TensorRT-LLM
TensorRT-LLM copied to clipboard
How to build int4_gptq on Mixtral 8x7b
I use following code to generate the checkpoint:
set -e
export MODEL_DIR=/mnt/memory
export MODEL_NAME=Mixtral-8x7B-Instruct-v0.1
export LD_LIBRARY_PATH=/usr/local/tensorrt/lib:$LD_LIBRARY_PATH
export PATH=/usr/local/tensorrt/bin:$PATH
export PRECISION=int4_gptq_a16
export QUANTIZE=int4_gptq
export DTYPE=bfloat16
export PYTHONPATH=/app/tensorrt-llm:$PYTHONPATH
python ../llama/convert_checkpoint.py \
--model_dir $MODEL_DIR/${MODEL_NAME} \
--output_dir $MODEL_DIR/tmp/trt_models/${MODEL_NAME}/$PRECISION/1-gpu \
--dtype $DTYPE \
--use_weight_only \
--weight_only_precision $QUANTIZE
get error:
[TensorRT-LLM] TensorRT-LLM version: 0.10.0.dev2024050700
0.10.0.dev2024050700
Traceback (most recent call last):
File "/app/tensorrt-llm/examples/llama/../llama/convert_checkpoint.py", line 466, in <module>
main()
File "/app/tensorrt-llm/examples/llama/../llama/convert_checkpoint.py", line 445, in main
assert args.modelopt_quant_ckpt_path is not None
It looks the convert_checkpoint.py require a parameter for modelopt_quant_ckpt_path.
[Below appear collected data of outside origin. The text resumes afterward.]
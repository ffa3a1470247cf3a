//! Persistent service settings (JSON file).

use std::fs;
use std::path::{Path, PathBuf};
use std::time::Duration;

use serde::{Deserialize, Serialize};

use hark_core::{EndpointConfig, RemoteTranscriberConfig};

#[derive(Debug, Clone, Serialize, Deserialize)]
#[serde(rename_all = "camelCase")]
#[serde(default)]
pub struct ServerSettings {
    pub listen_addr: String,
    pub http_port: u16,
    pub socket_port: u16,
    /// Detector sample rate in Hz.
    pub sample_rate: u32,
    /// Capture chunk duration in seconds.
    pub chunk_duration_secs: f64,
    /// Mean |sample| threshold (i16 domain) for the voiced classification.
    pub amplitude_threshold: f32,
    /// Post-voice silence required to end capture, in seconds.
    pub silence_timeout_secs: f64,
    /// Optional hard deadline on total capture duration, in seconds.
    pub max_utterance_secs: Option<f64>,
    /// Beam-search width forwarded to the transcription model.
    pub beam_size: u32,
    /// Endpoint of the external transcription service.
    pub transcriber_url: String,
    pub transcriber_timeout_secs: u64,
    pub preferred_input_device: Option<String>,
}

impl Default for ServerSettings {
    fn default() -> Self {
        Self {
            listen_addr: "127.0.0.1".into(),
            http_port: 8700,
            socket_port: 8701,
            sample_rate: 16_000,
            chunk_duration_secs: 0.1,
            amplitude_threshold: 500.0,
            silence_timeout_secs: 1.0,
            max_utterance_secs: None,
            beam_size: 5,
            transcriber_url: "http://127.0.0.1:5000/api/transcribe".into(),
            transcriber_timeout_secs: 60,
            preferred_input_device: None,
        }
    }
}

impl ServerSettings {
    /// Clamp out-of-range values instead of failing startup over a
    /// hand-edited file.
    pub fn normalize(&mut self) {
        self.sample_rate = self.sample_rate.clamp(8_000, 192_000);
        self.chunk_duration_secs = self.chunk_duration_secs.clamp(0.01, 1.0);
        self.amplitude_threshold = self.amplitude_threshold.clamp(0.0, i16::MAX as f32);
        self.silence_timeout_secs = self.silence_timeout_secs.clamp(0.1, 30.0);
        self.max_utterance_secs = self.max_utterance_secs.map(|cap| cap.clamp(1.0, 600.0));
        self.beam_size = self.beam_size.clamp(1, 20);
        self.transcriber_timeout_secs = self.transcriber_timeout_secs.clamp(5, 600);
        let url = self.transcriber_url.trim();
        self.transcriber_url = if url.is_empty() {
            Self::default().transcriber_url
        } else {
            url.to_string()
        };
        self.preferred_input_device = self
            .preferred_input_device
            .as_ref()
            .map(|d| d.trim().to_string())
            .filter(|d| !d.is_empty());
    }

    pub fn detector_config(&self) -> EndpointConfig {
        EndpointConfig {
            sample_rate: self.sample_rate,
            chunk_duration_secs: self.chunk_duration_secs,
            amplitude_threshold: self.amplitude_threshold,
            silence_timeout_secs: self.silence_timeout_secs,
            max_utterance_secs: self.max_utterance_secs,
        }
    }

    pub fn remote_config(&self) -> RemoteTranscriberConfig {
        RemoteTranscriberConfig {
            endpoint_url: self.transcriber_url.clone(),
            timeout: Duration::from_secs(self.transcriber_timeout_secs),
        }
    }
}

pub fn default_settings_path() -> PathBuf {
    #[cfg(target_os = "windows")]
    {
        std::env::var_os("APPDATA")
            .map(PathBuf::from)
            .unwrap_or_else(|| PathBuf::from("."))
            .join("Lattice Labs")
            .join("Hark")
            .join("settings.json")
    }
    #[cfg(not(target_os = "windows"))]
    {
        std::env::var_os("XDG_DATA_HOME")
            .map(PathBuf::from)
            .unwrap_or_else(|| {
                std::env::var_os("HOME")
                    .map(PathBuf::from)
                    .unwrap_or_else(|| PathBuf::from("/tmp"))
                    .join(".local")
                    .join("share")
            })
            .join("hark")
            .join("settings.json")
    }
}

pub fn load_settings(path: &Path) -> ServerSettings {
    let mut settings = fs::read_to_string(path)
        .ok()
        .and_then(|raw| serde_json::from_str::<ServerSettings>(&raw).ok())
        .unwrap_or_default();
    settings.normalize();
    settings
}

pub fn save_settings(path: &Path, settings: &ServerSettings) -> std::io::Result<()> {
    if let Some(parent) = path.parent() {
        fs::create_dir_all(parent)?;
    }
    let json = serde_json::to_string_pretty(settings).map_err(std::io::Error::other)?;
    fs::write(path, json)
}

#[cfg(test)]
mod tests {
    use super::*;

    #[test]
    fn normalize_clamps_out_of_range_values() {
        let mut settings = ServerSettings {
            sample_rate: 1,
            chunk_duration_secs: 99.0,
            amplitude_threshold: -5.0,
            silence_timeout_secs: 0.0,
            max_utterance_secs: Some(0.1),
            beam_size: 0,
            transcriber_timeout_secs: 0,
            ..ServerSettings::default()
        };
        settings.normalize();

        assert_eq!(settings.sample_rate, 8_000);
        assert_eq!(settings.chunk_duration_secs, 1.0);
        assert_eq!(settings.amplitude_threshold, 0.0);
        assert_eq!(settings.silence_timeout_secs, 0.1);
        assert_eq!(settings.max_utterance_secs, Some(1.0));
        assert_eq!(settings.beam_size, 1);
        assert_eq!(settings.transcriber_timeout_secs, 5);
    }

    #[test]
    fn normalize_discards_blank_device_and_url() {
        let mut settings = ServerSettings {
            preferred_input_device: Some("  ".into()),
            transcriber_url: "".into(),
            ..ServerSettings::default()
        };
        settings.normalize();
        assert!(settings.preferred_input_device.is_none());
        assert_eq!(
            settings.transcriber_url,
            "http://127.0.0.1:5000/api/transcribe"
        );
    }

    #[test]
    fn settings_round_trip_with_camel_case_keys() {
        let settings = ServerSettings::default();
        let json = serde_json::to_value(&settings).unwrap();
        assert_eq!(json["listenAddr"], "127.0.0.1");
        assert_eq!(json["silenceTimeoutSecs"], 1.0);
        assert!(json["maxUtteranceSecs"].is_null());

        let round_trip: ServerSettings = serde_json::from_value(json).unwrap();
        assert_eq!(round_trip.socket_port, settings.socket_port);
    }

    #[test]
    fn partial_files_fill_in_defaults() {
        let parsed: ServerSettings =
            serde_json::from_str(r#"{ "amplitudeThreshold": 750.0 }"#).unwrap();
        assert_eq!(parsed.amplitude_threshold, 750.0);
        assert_eq!(parsed.sample_rate, 16_000);
    }

    #[test]
    fn load_returns_defaults_for_missing_file() {
        let path = std::env::temp_dir().join(format!(
            "hark-settings-missing-{}.json",
            std::process::id()
        ));
        let settings = load_settings(&path);
        assert_eq!(settings.http_port, 8700);
    }

    #[test]
    fn detector_config_mirrors_settings() {
        let mut settings = ServerSettings::default();
        settings.amplitude_threshold = 650.0;
        settings.max_utterance_secs = Some(120.0);
        let config = settings.detector_config();
        assert_eq!(config.amplitude_threshold, 650.0);
        assert_eq!(config.max_utterance_secs, Some(120.0));
        assert!(config.validate().is_ok());
    }
}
How to generate modelopt_quant_ckpt_path?
Thank you for the report. GPT-Q is not supported in MoE model.
Thanks @byshiue for the response. Will it be supported at sometime in future?
We are working on the feature. We will update here if the feature is supported.